Shingles is the common name for herpes zoster, a skin eruption with activation often related to stress. Individuals carry the varicella-zoster virus (the same agent that causes chicken pox [varicella] in children) “silently” in nerve roots. On stimulation, usually in an elderly individual or someone with impaired immunity, it causes the outcropping of a series of blisters in patterns that correspond with skin areas served by particular nerve roots originating from the spinal cord (Figure 133). Classically, the victim will have a day or two of unexplained itching or burning pain in the area that is going to break out, and then will notice the onset of the rash, which appears as crops of clear blisters over 3 to 5 days. Symptoms that occur before the appearance of the rash often include headache, aversion to light, and fatigue. The discomfort can be tremendous and may necessitate liberal use of pain medication. The rash itself should be kept clean and dry, and covered with a light, dry dressing to prevent further irritation from rubbing or the sun.
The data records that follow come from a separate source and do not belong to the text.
//! Plugin Registry
//!
//! Authoritative store mapping plugin identifier to descriptor, with
//! section-filtered queries. Registration order is recorded so that
//! descriptors without an explicit ordering weight keep a stable position.

use std::sync::atomic::{AtomicU64, Ordering};

use dashmap::mapref::entry::Entry;
use dashmap::DashMap;
use tracing::info;

use atrium_core::{PluginConfig, PluginDescriptor, PluginId, RegistryError, Result, Section};

struct RegisteredPlugin {
    descriptor: PluginDescriptor,
    /// Monotonic registration sequence; tie-break for section ordering.
    seq: u64,
}

/// The plugin registry holds exactly one descriptor per plugin id.
///
/// All operations are synchronous; the sharded map guarantees that a
/// concurrent `register` never corrupts an in-progress `get_by_section`
/// iteration: readers observe either the pre- or post-mutation snapshot.
#[derive(Default)]
pub struct PluginRegistry {
    plugins: DashMap<PluginId, RegisteredPlugin>,
    next_seq: AtomicU64,
}

impl PluginRegistry {
    /// Create a new, empty registry.
    pub fn new() -> Self {
        Self::default()
    }

    /// Register a plugin.
    ///
    /// Fails with [`RegistryError::DuplicateId`] if the id is already
    /// present; the existing descriptor is left untouched. No side effects
    /// beyond the store.
    pub fn register(&self, descriptor: PluginDescriptor) -> Result<()> {
        match self.plugins.entry(descriptor.id.clone()) {
            Entry::Occupied(_) => Err(RegistryError::DuplicateId(descriptor.id).into()),
            Entry::Vacant(slot) => {
                let seq = self.next_seq.fetch_add(1, Ordering::Relaxed);
                info!(
                    "Registered plugin: {} (section: {})",
                    descriptor.id, descriptor.section
                );
                slot.insert(RegisteredPlugin { descriptor, seq });
                Ok(())
            }
        }
    }

    /// Remove a plugin, returning its descriptor.
    ///
    /// Removal of an absent id is a benign end state: a no-op, not an error.
    pub fn unregister(&self, id: &PluginId) -> Option<PluginDescriptor> {
        let removed = self.plugins.remove(id).map(|(_, entry)| entry.descriptor);
        if removed.is_some() {
            info!("Unregistered plugin: {}", id);
        }
        removed
    }

    /// The descriptor registered under `id`.
    pub fn get_by_id(&self, id: &PluginId) -> Result<PluginDescriptor> {
        self.plugins
            .get(id)
            .map(|entry| entry.descriptor.clone())
            .ok_or_else(|| RegistryError::NotFound(id.clone()).into())
    }

    /// Every descriptor placed in `section`, in display order: `order`
    /// ascending with absent values last, then registration sequence.
    ///
    /// An unused section yields an empty sequence, never an error.
    pub fn get_by_section(&self, section: Section) -> Vec<PluginDescriptor> {
        let mut matching: Vec<(i64, u64, PluginDescriptor)> = self
            .plugins
            .iter()
            .filter(|entry| entry.descriptor.section == section)
            .map(|entry| {
                let weight = entry.descriptor.order.map_or(i64::MAX, i64::from);
                (weight, entry.seq, entry.descriptor.clone())
            })
            .collect();

        matching.sort_by_key(|(weight, seq, _)| (*weight, *seq));
        matching.into_iter().map(|(_, _, d)| d).collect()
    }

    /// Atomically replace a plugin's configuration.
    pub fn set_config(&self, id: &PluginId, config: PluginConfig) -> Result<()> {
        let mut entry = self
            .plugins
            .get_mut(id)
            .ok_or_else(|| RegistryError::NotFound(id.clone()))?;
        entry.descriptor.config = config;
        Ok(())
    }

    /// Atomically move a plugin to a different section.
    pub fn set_section(&self, id: &PluginId, section: Section) -> Result<()> {
        let mut entry = self
            .plugins
            .get_mut(id)
            .ok_or_else(|| RegistryError::NotFound(id.clone()))?;
        entry.descriptor.section = section;
        Ok(())
    }

    /// Whether a plugin is registered under `id`.
    pub fn contains(&self, id: &PluginId) -> bool {
        self.plugins.contains_key(id)
    }

    /// Every registered descriptor, in no particular order.
    pub fn all(&self) -> Vec<PluginDescriptor> {
        self.plugins
            .iter()
            .map(|entry| entry.descriptor.clone())
            .collect()
    }

    /// Number of registered plugins.
    pub fn len(&self) -> usize {
        self.plugins.len()
    }

    /// Whether the registry is empty.
    pub fn is_empty(&self) -> bool {
        self.plugins.is_empty()
    }
}
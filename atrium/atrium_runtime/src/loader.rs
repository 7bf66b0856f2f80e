//! Lazy Loader
//!
//! Resolves plugin identifiers to descriptors on demand through an external
//! [`ModuleResolver`]. Concurrent resolutions of one identifier share a
//! single underlying fetch, and the completed outcome is kept so later
//! callers observe the same result without a second fetch.

use std::collections::HashMap;
use std::sync::Arc;

use futures::future::{BoxFuture, FutureExt, Shared};
use parking_lot::Mutex;
use tracing::{debug, error};

use atrium_core::{LoadError, ModuleResolver, PluginDescriptor, PluginId, Result};

type LoadOutcome = std::result::Result<PluginDescriptor, String>;
type SharedLoad = Shared<BoxFuture<'static, LoadOutcome>>;

/// On-demand plugin resolution with per-id in-flight de-duplication.
pub struct LazyLoader {
    resolver: Arc<dyn ModuleResolver>,
    loads: Mutex<HashMap<PluginId, SharedLoad>>,
}

impl LazyLoader {
    /// Create a loader over the given resolver.
    pub fn new(resolver: Arc<dyn ModuleResolver>) -> Self {
        Self {
            resolver,
            loads: Mutex::new(HashMap::new()),
        }
    }

    /// Resolve `id` to its descriptor.
    ///
    /// The first caller triggers the underlying fetch; callers arriving
    /// while it is in flight await the same fetch and receive the same
    /// outcome, success or failure. The fetch runs on a detached task, so a
    /// caller abandoning its await does not cancel it and the outcome is
    /// still cached. Failures surface as [`LoadError::ResolutionFailed`],
    /// logged and re-raised.
    pub async fn resolve(&self, id: &PluginId) -> Result<PluginDescriptor> {
        let load = {
            let mut loads = self.loads.lock();
            loads
                .entry(id.clone())
                .or_insert_with(|| self.spawn_load(id))
                .clone()
        };

        match load.await {
            Ok(descriptor) => Ok(descriptor),
            Err(cause) => {
                let err = LoadError::ResolutionFailed {
                    id: id.clone(),
                    cause,
                };
                error!("Plugin load failed: {}", err);
                Err(err.into())
            }
        }
    }

    fn spawn_load(&self, id: &PluginId) -> SharedLoad {
        let resolver = Arc::clone(&self.resolver);
        let id = id.clone();

        let task = tokio::spawn(async move {
            debug!("Resolving plugin module: {}", id);
            resolver.resolve(&id).await.map_err(|e| e.to_string())
        });

        async move {
            task.await
                .unwrap_or_else(|e| Err(format!("resolution task failed: {}", e)))
        }
        .boxed()
        .shared()
    }
}
//! # gama-ticket: Printed Ticket for Gama POS
//!
//! Lays a [`gama_core::Recibo`] out on 58 mm thermal paper (32 columns) and
//! ships the resulting ESC/POS bytes to a file or a network printer.
//!
//! The layout itself is pure: [`render::renderizar`] and its helpers never
//! touch I/O, so every line of the ticket is testable. Side effects live in
//! [`salida`] and nowhere else.

pub mod config;
pub mod encoding;
pub mod error;
pub mod escpos;
pub mod render;
pub mod salida;

pub use config::Tienda;
pub use error::{TicketError, TicketResult};
pub use escpos::TicketBuilder;
pub use render::renderizar;
pub use salida::{nombre_ticket, ImpresoraRed};

/// Column width of 58 mm paper at the standard font.
pub const ANCHO_58MM: usize = 32;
The disorder is self-limited, and will resolve spontaneously over the course of approximately 10 days to 4 weeks, as the blisters become cloudy, crust over, and then disappear. If the victim becomes moderately ill (fever, chills, severe headache) or if the rash involves the eyes, mouth, or genitals, see a physician, who may prescribe acyclovir (Zovirax) 800 mg five times a day, valacyclovir (Valtrex) 1 g three times a day, or famciclovir (Famvir) 500 mg three times a day for 5 to 7 days. Unfortunately, after the rash resolves, the pain (“postherpetic neuralgia”) may persist for 1 or 2 months, or even for years. Pregabalin (Lyrica) is a drug that may be prescribed by a physician to treat postherpetic neuralgia.

Zostavax is a new vaccine to reduce the risk for herpes zoster in adults ages 60 years and older. Because it contains live attenuated virus, it should not be given to anyone who is immunosuppressed for any reason. It is given as a single dose subcutaneously. It appears to be quite effective in preventing shingles in persons who have never before suffered from this condition.